Entries provided
=-=-=-=-=

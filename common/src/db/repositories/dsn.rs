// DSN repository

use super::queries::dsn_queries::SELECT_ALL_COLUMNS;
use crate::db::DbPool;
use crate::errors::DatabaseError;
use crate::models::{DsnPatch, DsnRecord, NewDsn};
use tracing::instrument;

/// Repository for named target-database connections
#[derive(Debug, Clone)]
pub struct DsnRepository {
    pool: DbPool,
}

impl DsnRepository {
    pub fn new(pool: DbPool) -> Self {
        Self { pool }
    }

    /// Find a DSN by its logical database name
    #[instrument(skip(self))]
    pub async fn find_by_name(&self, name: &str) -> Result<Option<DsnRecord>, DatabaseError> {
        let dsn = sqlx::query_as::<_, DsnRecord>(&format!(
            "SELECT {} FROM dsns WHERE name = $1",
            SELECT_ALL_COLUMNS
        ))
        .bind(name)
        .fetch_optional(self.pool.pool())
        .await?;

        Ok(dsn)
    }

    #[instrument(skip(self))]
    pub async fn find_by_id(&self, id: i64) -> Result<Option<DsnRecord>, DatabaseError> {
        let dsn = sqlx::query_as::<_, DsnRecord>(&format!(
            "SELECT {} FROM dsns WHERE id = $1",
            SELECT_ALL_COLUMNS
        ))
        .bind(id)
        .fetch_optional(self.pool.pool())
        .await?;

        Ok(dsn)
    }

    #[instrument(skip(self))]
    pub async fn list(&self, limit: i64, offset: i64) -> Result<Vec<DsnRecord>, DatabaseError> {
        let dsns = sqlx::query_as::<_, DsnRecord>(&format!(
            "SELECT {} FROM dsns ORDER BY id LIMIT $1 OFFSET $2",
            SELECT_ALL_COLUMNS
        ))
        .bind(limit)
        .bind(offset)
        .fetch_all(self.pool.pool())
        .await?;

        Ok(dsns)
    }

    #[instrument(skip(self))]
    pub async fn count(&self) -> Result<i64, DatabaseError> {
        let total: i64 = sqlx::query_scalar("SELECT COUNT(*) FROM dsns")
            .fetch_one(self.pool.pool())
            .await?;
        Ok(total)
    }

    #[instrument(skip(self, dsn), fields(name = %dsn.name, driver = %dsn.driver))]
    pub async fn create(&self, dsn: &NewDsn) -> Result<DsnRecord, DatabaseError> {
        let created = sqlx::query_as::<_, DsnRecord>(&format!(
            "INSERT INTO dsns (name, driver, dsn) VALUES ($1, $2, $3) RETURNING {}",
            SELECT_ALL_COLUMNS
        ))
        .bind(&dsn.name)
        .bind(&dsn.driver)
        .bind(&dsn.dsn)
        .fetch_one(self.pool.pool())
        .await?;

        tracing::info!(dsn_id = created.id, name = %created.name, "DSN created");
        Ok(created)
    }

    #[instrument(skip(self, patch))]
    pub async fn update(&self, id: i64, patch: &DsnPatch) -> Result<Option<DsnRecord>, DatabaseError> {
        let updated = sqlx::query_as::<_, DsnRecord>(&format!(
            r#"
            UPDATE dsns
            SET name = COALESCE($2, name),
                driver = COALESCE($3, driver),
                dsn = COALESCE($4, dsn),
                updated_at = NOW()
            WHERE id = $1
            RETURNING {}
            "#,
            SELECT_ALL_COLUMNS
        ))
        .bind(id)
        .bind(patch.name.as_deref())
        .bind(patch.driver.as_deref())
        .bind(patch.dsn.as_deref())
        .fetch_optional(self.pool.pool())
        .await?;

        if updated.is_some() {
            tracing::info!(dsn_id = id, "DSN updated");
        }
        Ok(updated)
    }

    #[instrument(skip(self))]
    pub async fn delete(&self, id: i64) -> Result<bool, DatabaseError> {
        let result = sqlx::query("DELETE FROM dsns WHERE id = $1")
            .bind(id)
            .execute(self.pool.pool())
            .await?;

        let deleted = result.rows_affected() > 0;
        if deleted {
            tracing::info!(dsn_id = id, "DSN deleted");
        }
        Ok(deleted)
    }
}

=-=-=-=-=

Description of the task
Type the data out again, exactly.

Answer section
filename common/src/db/repositories/dsn.rs
// DSN repository

use super::queries::dsn_queries::SELECT_ALL_COLUMNS;
use crate::db::DbPool;
use crate::errors::DatabaseError;
use crate::models::{DsnPatch, DsnRecord, NewDsn};
use tracing::instrument;

/// Repository for named target-database connections
#[derive(Debug, Clone)]
pub struct DsnRepository {
    pool: DbPool,
}

impl DsnRepository {
    pub fn new(pool: DbPool) -> Self {
        Self { pool }
    }

    /// Find a DSN by its logical database name
    #[instrument(skip(self))]
    pub async fn find_by_name(&self, name: &str) -> Result<Option<DsnRecord>, DatabaseError> {
        let dsn = sqlx::query_as::<_, DsnRecord>(&format!(
            "SELECT {} FROM dsns WHERE name = $1",
            SELECT_ALL_COLUMNS
        ))
        .bind(name)
        .fetch_optional(self.pool.pool())
        .await?;

        Ok(dsn)
    }

    #[instrument(skip(self))]
    pub async fn find_by_id(&self, id: i64) -> Result<Option<DsnRecord>, DatabaseError> {
        let dsn = sqlx::query_as::<_, DsnRecord>(&format!(
            "SELECT {} FROM dsns WHERE id = $1",
            SELECT_ALL_COLUMNS
        ))
        .bind(id)
        .fetch_optional(self.pool.pool())
        .await?;

        Ok(dsn)
    }

    #[instrument(skip(self))]
    pub async fn list(&self, limit: i64, offset: i64) -> Result<Vec<DsnRecord>, DatabaseError> {
        let dsns = sqlx::query_as::<_, DsnRecord>(&format!(
            "SELECT {} FROM dsns ORDER BY id LIMIT $1 OFFSET $2",
            SELECT_ALL_COLUMNS
        ))
        .bind(limit)
        .bind(offset)
        .fetch_all(self.pool.pool())
        .await?;

        Ok(dsns)
    }

    #[instrument(skip(self))]
    pub async fn count(&self) -> Result<i64, DatabaseError> {
        let total: i64 = sqlx::query_scalar("SELECT COUNT(*) FROM dsns")
            .fetch_one(self.pool.pool())
            .await?;
        Ok(total)
    }

    #[instrument(skip(self, dsn), fields(name = %dsn.name, driver = %dsn.driver))]
    pub async fn create(&self, dsn: &NewDsn) -> Result<DsnRecord, DatabaseError> {
        let created = sqlx::query_as::<_, DsnRecord>(&format!(
            "INSERT INTO dsns (name, driver, dsn) VALUES ($1, $2, $3) RETURNING {}",
            SELECT_ALL_COLUMNS
        ))
        .bind(&dsn.name)
        .bind(&dsn.driver)
        .bind(&dsn.dsn)
        .fetch_one(self.pool.pool())
        .await?;

        tracing::info!(dsn_id = created.id, name = %created.name, "DSN created");
        Ok(created)
    }

    #[instrument(skip(self, patch))]
    pub async fn update(&self, id: i64, patch: &DsnPatch) -> Result<Option<DsnRecord>, DatabaseError> {
        let updated = sqlx::query_as::<_, DsnRecord>(&format!(
            r#"
            UPDATE dsns
            SET name = COALESCE($2, name),
                driver = COALESCE($3, driver),
                dsn = COALESCE($4, dsn),
                updated_at = NOW()
            WHERE id = $1
            RETURNING {}
            "#,
            SELECT_ALL_COLUMNS
        ))
        .bind(id)
        .bind(patch.name.as_deref())
        .bind(patch.driver.as_deref())
        .bind(patch.dsn.as_deref())
        .fetch_optional(self.pool.pool())
        .await?;

        if updated.is_some() {
            tracing::info!(dsn_id = id, "DSN updated");
        }
        Ok(updated)
    }

    #[instrument(skip(self))]
    pub async fn delete(&self, id: i64) -> Result<bool, DatabaseError> {
        let result = sqlx::query("DELETE FROM dsns WHERE id = $1")
            .bind(id)
            .execute(self.pool.pool())
            .await?;

        let deleted = result.rows_affected() > 0;
        if deleted {
            tracing::info!(dsn_id = id, "DSN deleted");
        }
        Ok(deleted)
    }
}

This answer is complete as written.